Apparently saying cunt, bitch, and invalidating someone for having a mental disability makes the said lady a very good feminist. If the same had been done by someone, who was not friends with the 'elite' crowd, s/he would have been lynched. Here's an example from someone who refused to take any step against the lady above, for it was a personal matter. 


Tweets referring to people as Ayesha’s minions can be viewed here: 


 Maleeha Mengal has been told off by one of the Queen Bee crowd as being a ‘nobody’. In support of Ayesh she said, “We are all here to understand without interacting face to face. Words matter, if you create a hybrid of follies, you will end up making a mock out of yourself. We were there for Ayesha because, we saw, how everyone started calling her a bully when she only questioned their statuses. If they are so keen on their class, so are we, we are not privileged to automatic drifts, we get everything manually, and we go ahead of them. So why hide? Everyone can talk here online, not just the famous or elites. This is the only place where they cannot control the crowd; and we can all follow what we believe in.”

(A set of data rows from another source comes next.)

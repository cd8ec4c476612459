use crate::output::{format_time, print_json, Table};
use anyhow::Context;
use clap::Subcommand;
use std::path::Path;
use std::time::Duration;
use tenant_core::config::OrchestratorConfig;
use tenant_core::orchestrator::{RunSummary, SagaLog};

/// Longest message shown by `log show`; `--json` prints it whole.
const MESSAGE_WIDTH: usize = 60;

#[derive(Subcommand)]
pub enum LogSubcommand {
    /// List every recorded run, oldest first
    Runs,

    /// Show every log entry for one tenant
    Show { tenant_id: String },

    /// List unfinished runs that startup recovery would compensate
    Interrupted {
        /// Override the config's recovery_max_age_secs
        #[arg(long)]
        max_age_secs: Option<u64>,
    },
}

pub fn run(config_path: &Path, subcmd: LogSubcommand, json: bool) -> anyhow::Result<()> {
    let config = OrchestratorConfig::load(config_path)
        .with_context(|| format!("failed to load {}", config_path.display()))?;
    let log = open_log(&config, config_path)?;

    match subcmd {
        LogSubcommand::Runs => {
            let runs = log.runs().context("failed to read saga log")?;
            print_runs(&runs, json, "No runs recorded.")
        }
        LogSubcommand::Show { tenant_id } => show(&log, &tenant_id, json),
        LogSubcommand::Interrupted { max_age_secs } => {
            let max_age = max_age_secs
                .map(Duration::from_secs)
                .unwrap_or_else(|| config.recovery_max_age());
            let runs = log
                .interrupted_runs(max_age)
                .context("failed to read saga log")?;
            print_runs(&runs, json, "No interrupted runs.")
        }
    }
}

fn open_log(config: &OrchestratorConfig, config_path: &Path) -> anyhow::Result<SagaLog> {
    let Some(path) = &config.saga_log else {
        anyhow::bail!("saga_log is not set in {}", config_path.display());
    };
    if !path.exists() {
        anyhow::bail!("saga log {} does not exist", path.display());
    }
    SagaLog::open(path).with_context(|| format!("failed to open saga log {}", path.display()))
}

fn print_runs(runs: &[RunSummary], json: bool, empty: &str) -> anyhow::Result<()> {
    if json {
        return print_json(&runs);
    }
    if runs.is_empty() {
        println!("{empty}");
        return Ok(());
    }
    let mut table = Table::new(&["RUN", "TENANT", "LIFECYCLE", "STARTED", "LAST EVENT", "FINISHED"]);
    for r in runs {
        table.push(vec![
            r.run_id.to_string(),
            r.tenant_id.clone(),
            r.lifecycle.to_string(),
            format_time(&r.started_at),
            r.last_event.clone(),
            if r.terminal { "yes" } else { "no" }.to_string(),
        ]);
    }
    table.print();
    Ok(())
}

fn show(log: &SagaLog, tenant_id: &str, json: bool) -> anyhow::Result<()> {
    let entries = log
        .entries_for_tenant(tenant_id)
        .context("failed to read saga log")?;
    if json {
        return print_json(&entries);
    }
    if entries.is_empty() {
        println!("No entries for '{tenant_id}'.");
        return Ok(());
    }
    let mut table = Table::new(&["RECORDED", "LIFECYCLE", "SEQ", "EVENT", "STEP", "MESSAGE"])
        .limit(5, MESSAGE_WIDTH);
    for e in &entries {
        table.push(vec![
            format_time(&e.recorded_at),
            e.lifecycle.to_string(),
            e.seq.to_string(),
            e.event.label().to_string(),
            e.event.step().unwrap_or("-").to_string(),
            e.event.message().unwrap_or("").to_string(),
        ]);
    }
    table.print();
    Ok(())
}
//! Durable, append-only saga log using redb.
//!
//! # Table design
//!
//! A single `SAGA_LOG` table uses a 28-byte composite key:
//! ```text
//! [ run_started_ms: u64 big-endian (8 bytes) | run uuid: 16 bytes | seq: u32 big-endian (4 bytes) ]
//! ```
//!
//! Byte order equals (run start, run, sequence) order, so the entries of one
//! run are contiguous and in append order, and runs appear oldest first.
//! Entries are never rewritten; recovery appends new entries instead.

use std::collections::HashMap;
use std::path::Path;
use std::time::Duration;

use chrono::{DateTime, Utc};
use redb::{Database, ReadableTable, TableDefinition};
use serde::Serialize;
use uuid::Uuid;

use crate::error::{Result, TenantError};
use crate::step::Lifecycle;

use super::entry::SagaEntry;

// ---------------------------------------------------------------------------
// Table definition
// ---------------------------------------------------------------------------

/// Key: 28-byte composite (run_started_ms ++ run uuid ++ seq)
/// Value: JSON-encoded SagaEntry
const SAGA_LOG: TableDefinition<&[u8], &[u8]> = TableDefinition::new("saga_log");

fn entry_key(entry: &SagaEntry) -> [u8; 28] {
    let mut key = [0u8; 28];
    let ms = entry.run_started_at.timestamp_millis().max(0) as u64;
    key[..8].copy_from_slice(&ms.to_be_bytes());
    key[8..24].copy_from_slice(entry.run_id.as_bytes());
    key[24..].copy_from_slice(&entry.seq.to_be_bytes());
    key
}

fn db_err(e: impl std::fmt::Display) -> TenantError {
    TenantError::SagaLog(e.to_string())
}

// ---------------------------------------------------------------------------
// RunSummary
// ---------------------------------------------------------------------------

/// One run as seen from the log.
#[derive(Debug, Clone, PartialEq, Serialize)]
pub struct RunSummary {
    pub run_id: Uuid,
    pub tenant_id: String,
    pub lifecycle: Lifecycle,
    pub started_at: DateTime<Utc>,
    pub last_event: String,
    pub last_recorded_at: DateTime<Utc>,
    pub terminal: bool,
    pub entries: usize,
}

impl RunSummary {
    fn start(entry: &SagaEntry) -> Self {
        Self {
            run_id: entry.run_id,
            tenant_id: entry.tenant_id.clone(),
            lifecycle: entry.lifecycle,
            started_at: entry.run_started_at,
            last_event: entry.event.label().to_string(),
            last_recorded_at: entry.recorded_at,
            terminal: entry.event.is_terminal(),
            entries: 1,
        }
    }

    fn absorb(&mut self, entry: &SagaEntry) {
        self.last_event = entry.event.label().to_string();
        self.last_recorded_at = entry.recorded_at;
        self.terminal |= entry.event.is_terminal();
        self.entries += 1;
    }
}

// ---------------------------------------------------------------------------
// SagaLog
// ---------------------------------------------------------------------------

/// Persistent store of [`SagaEntry`] records.
pub struct SagaLog {
    db: Database,
}

impl std::fmt::Debug for SagaLog {
    fn fmt(&self, f: &mut std::fmt::Formatter<'_>) -> std::fmt::Result {
        f.debug_struct("SagaLog").finish_non_exhaustive()
    }
}

impl SagaLog {
    /// Open or create the redb database at `path`.
    ///
    /// Creates the `SAGA_LOG` table if it doesn't already exist.
    pub fn open(path: &Path) -> Result<Self> {
        if let Some(parent) = path.parent() {
            if !parent.as_os_str().is_empty() {
                std::fs::create_dir_all(parent)?;
            }
        }
        let db = Database::create(path).map_err(db_err)?;
        let wt = db.begin_write().map_err(db_err)?;
        wt.open_table(SAGA_LOG).map_err(db_err)?;
        wt.commit().map_err(db_err)?;
        Ok(Self { db })
    }

    /// Append one entry in its own write transaction.
    pub fn append(&self, entry: &SagaEntry) -> Result<()> {
        let key = entry_key(entry);
        let value = serde_json::to_vec(entry)?;
        let wt = self.db.begin_write().map_err(db_err)?;
        {
            let mut table = wt.open_table(SAGA_LOG).map_err(db_err)?;
            table
                .insert(key.as_slice(), value.as_slice())
                .map_err(db_err)?;
        }
        wt.commit().map_err(db_err)?;
        Ok(())
    }

    /// Every entry in key order.
    pub fn list_all(&self) -> Result<Vec<SagaEntry>> {
        let rt = self.db.begin_read().map_err(db_err)?;
        let table = rt.open_table(SAGA_LOG).map_err(db_err)?;

        let mut result = Vec::new();
        for item in table.iter().map_err(db_err)? {
            let (_, v) = item.map_err(db_err)?;
            let entry: SagaEntry = serde_json::from_slice(v.value())?;
            result.push(entry);
        }
        Ok(result)
    }

    pub fn entries_for_run(&self, run_id: Uuid) -> Result<Vec<SagaEntry>> {
        let mut entries = self.list_all()?;
        entries.retain(|e| e.run_id == run_id);
        Ok(entries)
    }

    /// All entries for `tenant_id`, runs oldest first.
    pub fn entries_for_tenant(&self, tenant_id: &str) -> Result<Vec<SagaEntry>> {
        let mut entries = self.list_all()?;
        entries.retain(|e| e.tenant_id == tenant_id);
        Ok(entries)
    }

    /// One summary per run, oldest run first.
    pub fn runs(&self) -> Result<Vec<RunSummary>> {
        let mut order: Vec<Uuid> = Vec::new();
        let mut by_run: HashMap<Uuid, RunSummary> = HashMap::new();
        for entry in self.list_all()? {
            match by_run.get_mut(&entry.run_id) {
                Some(summary) => summary.absorb(&entry),
                None => {
                    order.push(entry.run_id);
                    by_run.insert(entry.run_id, RunSummary::start(&entry));
                }
            }
        }
        Ok(order
            .into_iter()
            .filter_map(|id| by_run.remove(&id))
            .collect())
    }

    /// Runs with no terminal entry whose last entry is older than `max_age`.
    ///
    /// The age filter keeps a run that is still executing in this or another
    /// process from being treated as abandoned.
    pub fn interrupted_runs(&self, max_age: Duration) -> Result<Vec<RunSummary>> {
        let cutoff = Utc::now() - chrono::Duration::from_std(max_age).map_err(db_err)?;
        Ok(self
            .runs()?
            .into_iter()
            .filter(|r| !r.terminal && r.last_recorded_at <= cutoff)
            .collect())
    }
}

// ---------------------------------------------------------------------------
// Tests
// ---------------------------------------------------------------------------

#[cfg(test)]
mod tests {
    use super::*;
    use crate::model::TenantStepData;
    use crate::orchestrator::entry::SagaEvent;
    use chrono::Duration as CDur;
    use tempfile::TempDir;

    fn open_tmp() -> (TempDir, SagaLog) {
        let dir = TempDir::new().unwrap();
        let log = SagaLog::open(&dir.path().join("saga.redb")).unwrap();
        (dir, log)
    }

    fn entry(
        run_id: Uuid,
        tenant: &str,
        started: DateTime<Utc>,
        seq: u32,
        event: SagaEvent,
    ) -> SagaEntry {
        SagaEntry {
            run_id,
            tenant_id: tenant.into(),
            lifecycle: Lifecycle::Create,
            seq,
            run_started_at: started,
            recorded_at: started + CDur::milliseconds(seq as i64),
            event,
        }
    }

    fn step_started(step: &str) -> SagaEvent {
        SagaEvent::StepStarted {
            step: step.into(),
            data: TenantStepData::new(step),
        }
    }

    #[test]
    fn entries_of_a_run_come_back_in_sequence_order() {
        let (_dir, log) = open_tmp();
        let run = Uuid::new_v4();
        let t0 = Utc::now();
        // Appended out of order on purpose
        log.append(&entry(run, "a.com", t0, 2, step_started("db"))).unwrap();
        log.append(&entry(run, "a.com", t0, 0, SagaEvent::RunStarted { tenant: None }))
            .unwrap();
        log.append(&entry(run, "a.com", t0, 1, step_started("tenant"))).unwrap();

        let seqs: Vec<u32> = log.entries_for_run(run).unwrap().iter().map(|e| e.seq).collect();
        assert_eq!(seqs, [0, 1, 2]);
    }

    #[test]
    fn runs_are_summarised_oldest_first() {
        let (_dir, log) = open_tmp();
        let now = Utc::now();
        let older = Uuid::new_v4();
        let newer = Uuid::new_v4();

        log.append(&entry(newer, "b.com", now, 0, SagaEvent::RunStarted { tenant: None }))
            .unwrap();
        log.append(&entry(older, "a.com", now - CDur::seconds(10), 0, SagaEvent::RunStarted { tenant: None }))
            .unwrap();
        log.append(&entry(
            older,
            "a.com",
            now - CDur::seconds(10),
            1,
            SagaEvent::RunCompleted {
                message: "done".into(),
            },
        ))
        .unwrap();

        let runs = log.runs().unwrap();
        assert_eq!(runs.len(), 2);
        assert_eq!(runs[0].tenant_id, "a.com");
        assert!(runs[0].terminal);
        assert_eq!(runs[0].entries, 2);
        assert_eq!(runs[0].last_event, "run_completed");
        assert_eq!(runs[1].tenant_id, "b.com");
        assert!(!runs[1].terminal);
    }

    #[test]
    fn interrupted_runs_respect_max_age() {
        let (_dir, log) = open_tmp();
        let stale = Uuid::new_v4();
        let fresh = Uuid::new_v4();
        let long_ago = Utc::now() - CDur::minutes(10);

        log.append(&entry(stale, "stale.com", long_ago, 0, SagaEvent::RunStarted { tenant: None }))
            .unwrap();
        log.append(&entry(stale, "stale.com", long_ago, 1, step_started("db"))).unwrap();
        log.append(&entry(fresh, "fresh.com", Utc::now(), 0, SagaEvent::RunStarted { tenant: None }))
            .unwrap();

        let interrupted = log.interrupted_runs(Duration::from_secs(120)).unwrap();
        assert_eq!(interrupted.len(), 1);
        assert_eq!(interrupted[0].run_id, stale);
        assert_eq!(interrupted[0].last_event, "step_started");
    }

    #[test]
    fn entries_for_tenant_filters_other_tenants() {
        let (_dir, log) = open_tmp();
        let t0 = Utc::now();
        log.append(&entry(Uuid::new_v4(), "a.com", t0, 0, SagaEvent::RunStarted { tenant: None }))
            .unwrap();
        log.append(&entry(Uuid::new_v4(), "b.com", t0, 0, SagaEvent::RunStarted { tenant: None }))
            .unwrap();
        assert_eq!(log.entries_for_tenant("a.com").unwrap().len(), 1);
        assert!(log.entries_for_tenant("c.com").unwrap().is_empty());
    }

    #[test]
    fn reopen_keeps_entries() {
        let dir = TempDir::new().unwrap();
        let path = dir.path().join("nested/saga.redb");
        let run = Uuid::new_v4();
        {
            let log = SagaLog::open(&path).unwrap();
            log.append(&entry(run, "a.com", Utc::now(), 0, SagaEvent::RunStarted { tenant: None }))
                .unwrap();
        }
        let log = SagaLog::open(&path).unwrap();
        assert_eq!(log.entries_for_run(run).unwrap().len(), 1);
    }

    #[test]
    fn empty_log_has_no_runs() {
        let (_dir, log) = open_tmp();
        assert!(log.runs().unwrap().is_empty());
        assert!(log.interrupted_runs(Duration::from_secs(0)).unwrap().is_empty());
    }
}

Ram Narayan from India, who works on rights of women prisoners, asked a very valid question, "Why are thy so insistent on putting people in shelters? Cause, THEY run a few and thrive. Seriously.. Dumping women in shelters fuels their own NGO business. And wearing the NGO tag as just that.. A tag."

The internet has created a fissure within the social fabric. In the past due to lack of access to communication devices and means, many people were unable to criticize or directly take to task the people who are the haves in our society. Even today, with 15 percent penetration of internet usage in Pakistan, a large majority does not have a voice to disagree with the decision makers, or even to ask for help against them. Hardly 12 percent of the total population actively use internet and even lesser use it for activism and grassroots movements. To be frank, there are no ‘grassroots’ online.



For anybody who is wondering who Ayesha Sultana is? She's an activist and blogger, who is studying forensic chemistry in Canada. She recently was nominated for the BlogHer International Activist Scholarship and will be presenting her work before a wider audience. For details: http://www.blogher.com/announcing-recipients-blogher-13-international-activist-scholarship

For reading the whole thread where Ayesha was attacked: https://www.facebook.com/goddess.chaos/posts/10151493527635817
Information about the shelter that was recommended for H*: http://aghsblog.wordpress.com/
Sharmeen Obaid Chinoy who won an Oscar filming acid burn victims, was accused of not doing what she promised Rukhsana. The case will remain obscured by conflicting accounts. For in Pakistan, media, judiciary and politicians are all for sale if one can pay the right price: http://criticalppp.com/archives/tag/sharmeen-obaid-chinoy

PS: Before anybody starts jumping the gun. All the screenshots have been made from public posts and were contributed by several people.